Muñoz’s first book Disidentifications: Queers of Color and the Performance of Politics (1999) examines queer and racial minority issues from a performance studies perspective. But it was his second book, Cruising Utopia: the Then and There of Queer Futurity (NYU Press 2009) that has had a major impact for queer studies.
In Cruising Utopia, Muñoz argues powerfully against the romance of singularity and negativity of the so called antisocial turn in queer theory. Instead of the opting for the death drive and giving up any faith in queer reform, as Lee Edelman suggested in his 2004 book No Future, Muñoz promotes an idea he calls ”hope’s methodology”. As we are not yet queer we should reject the here and now and insist on the potentiality or concrete possibility of another world, Muñoz claimed in Cruising Utopia: ”Queerness is that thing that lets us feel that this world is not enough – the rejection of a here and now and an insistence on potentiality or concrete possibility of another world.”
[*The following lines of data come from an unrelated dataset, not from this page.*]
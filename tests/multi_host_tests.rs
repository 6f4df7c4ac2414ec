use async_trait::async_trait;
use std::path::PathBuf;
use std::sync::{Arc, Mutex};
use std::time::Duration;
use storefront::StorefrontError;
use storefront::config::DeploySettings;
use storefront::deploy::executor::{CommandOutput, Executor};
use storefront::deploy::host::{DeployTarget, Host};
use storefront::deploy::{Deployer, Role};
use storefront::supervisor::{RestartPlan, RestartStrategy};

const LIVE: &str = "20250101000000";
const NEW: &str = "20260101000000";

/// Canned reply for every line containing `needle`, optionally on one host only.
struct Rule {
    host: Option<&'static str>,
    needle: &'static str,
    status: i32,
    stdout: &'static str,
    delay: Option<Duration>,
}

impl Rule {
    fn new(needle: &'static str, status: i32) -> Self {
        Self {
            host: None,
            needle,
            status,
            stdout: "",
            delay: None,
        }
    }

    fn on(mut self, host: &'static str) -> Self {
        self.host = Some(host);
        self
    }

    fn stdout(mut self, stdout: &'static str) -> Self {
        self.stdout = stdout;
        self
    }

    fn delay(mut self, delay: Duration) -> Self {
        self.delay = Some(delay);
        self
    }

    fn matches(&self, host: &Host, line: &str) -> bool {
        self.host.is_none_or(|h| h == host.address) && line.contains(self.needle)
    }
}

/// Fake fleet: records every line per host and answers from a rule list.
struct ScriptedExecutor {
    rules: Vec<Rule>,
    journal: Mutex<Vec<(String, String)>>,
}

impl ScriptedExecutor {
    fn new(extra: Vec<Rule>) -> Self {
        let mut rules = extra;
        rules.extend([
            Rule::new("test -e ", 1),
            Rule::new("readlink ", 0).stdout("/srv/spree/releases/20250101000000\n"),
        ]);
        Self {
            rules,
            journal: Mutex::default(),
        }
    }

    fn lines(&self, host: &str) -> Vec<String> {
        self.journal
            .lock()
            .expect("journal lock")
            .iter()
            .filter(|(h, _)| h == host)
            .map(|(_, line)| line.clone())
            .collect()
    }

    fn position(&self, host: &str, needle: &str) -> Option<usize> {
        self.lines(host).iter().position(|line| line.contains(needle))
    }

    fn ran(&self, needle: &str) -> bool {
        self.journal
            .lock()
            .expect("journal lock")
            .iter()
            .any(|(_, line)| line.contains(needle))
    }
}

#[async_trait]
impl Executor for ScriptedExecutor {
    async fn execute(&self, host: &Host, line: &str) -> Result<CommandOutput, StorefrontError> {
        self.journal
            .lock()
            .expect("journal lock")
            .push((host.address.clone(), line.to_string()));
        let Some(rule) = self.rules.iter().find(|rule| rule.matches(host, line)) else {
            return Ok(CommandOutput {
                status: 0,
                stdout: String::new(),
                stderr: String::new(),
            });
        };
        if let Some(delay) = rule.delay {
            tokio::time::sleep(delay).await;
        }
        Ok(CommandOutput {
            status: rule.status,
            stdout: rule.stdout.to_string(),
            stderr: String::new(),
        })
    }
}

fn target() -> DeployTarget {
    DeployTarget {
        name: "production".to_string(),
        hosts: vec![
            Host::new("a", "deploy", 22, [Role::App, Role::Db, Role::Web]),
            Host::new("b", "deploy", 22, [Role::App, Role::Web]),
        ],
        branch: "main".to_string(),
    }
}

fn deployer(executor: Arc<ScriptedExecutor>, stage_timeout_secs: u64) -> Deployer {
    let settings = DeploySettings {
        deploy_to: PathBuf::from("/srv/spree"),
        stage_timeout_secs,
        ..DeploySettings::default()
    };
    let restart = RestartPlan {
        strategy: RestartStrategy::TmpRestart,
        state_path: PathBuf::from("/srv/spree/shared/tmp/pids/puma.state"),
    };
    Deployer::new(settings, restart, executor)
}

#[tokio::test]
async fn cutover_failure_on_one_host_restores_and_restarts_the_others() {
    let fleet = Arc::new(ScriptedExecutor::new(vec![Rule::new("mv -T", 1).on("b")]));

    let err = deployer(fleet.clone(), 30)
        .deploy_release(&target(), NEW)
        .await
        .expect_err("publishing fails on b");
    assert_eq!(err.failed_stage(), Some("deploy:publishing"));

    let published = fleet.position("a", "mv -T").expect("a switched current");
    let lines = fleet.lines("a");
    let after = &lines[published + 1..];
    let restore = after
        .iter()
        .position(|line| line.contains(&format!("ln -s /srv/spree/releases/{LIVE} ")))
        .expect("a points current back at the live release");
    assert!(after[restore..].iter().any(|line| line.contains("mv -T")));
    assert!(
        after[restore..]
            .iter()
            .any(|line| line.contains("touch /srv/spree/current/server/tmp/restart.txt")),
        "a restarts onto the restored release"
    );

    for host in ["a", "b"] {
        assert!(fleet.position(host, "rm -rf /srv/spree/.deploy.lock").is_some());
    }
}

#[tokio::test]
async fn one_failing_host_stops_the_fleet_before_cutover() {
    let fleet = Arc::new(ScriptedExecutor::new(vec![
        Rule::new("bundle install", 1).on("b"),
    ]));

    let err = deployer(fleet.clone(), 30)
        .deploy_release(&target(), NEW)
        .await
        .expect_err("bundle fails on b");

    assert_eq!(err.failed_stage(), Some("bundler:install"));
    assert!(!fleet.ran("mv -T"), "no host may switch current");
    assert!(!fleet.ran("db:migrate"));
    assert!(!fleet.ran("restart.txt"));
}

#[tokio::test]
async fn stalled_stage_times_out_and_still_releases_the_lock() {
    let fleet = Arc::new(ScriptedExecutor::new(vec![
        Rule::new("bundle install", 0).delay(Duration::from_secs(30)),
    ]));

    let err = deployer(fleet.clone(), 1)
        .deploy_release(&target(), NEW)
        .await
        .expect_err("bundle stalls");

    match err {
        StorefrontError::StageTimeout { stage, timeout } => {
            assert_eq!(stage, "bundler:install");
            assert_eq!(timeout, Duration::from_secs(1));
        }
        other => panic!("unexpected error: {other}"),
    }
    assert!(!fleet.ran("mv -T"));
    for host in ["a", "b"] {
        assert!(fleet.position(host, "rm -rf /srv/spree/.deploy.lock").is_some());
    }
}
The definition of sex as anti-communitarian, self-shattering and anti-identitarian has produced a counter-intuitive but crucial shift in thinking away from projects of redemption, reconstruction, restoration and reclamation and towards what can only be called an anti-social, negative and anti-relational theory of sexuality in queer theory – but the under-privileged category actually sustains purposive and intricate modes of oppositional knowledge, many of which can be associated with and linked to forms of activity that we have come to call “queer”, wrote a good friend and collaborator of Munoz, Judith Halberstam in 2005. The notion of ‘hope’ in Munoz’s work comes exactly from this anti-highbrow theoretical place; from the racialized under-privileged position, where future never totally manifested itself and hope never stayed long enough to be given away.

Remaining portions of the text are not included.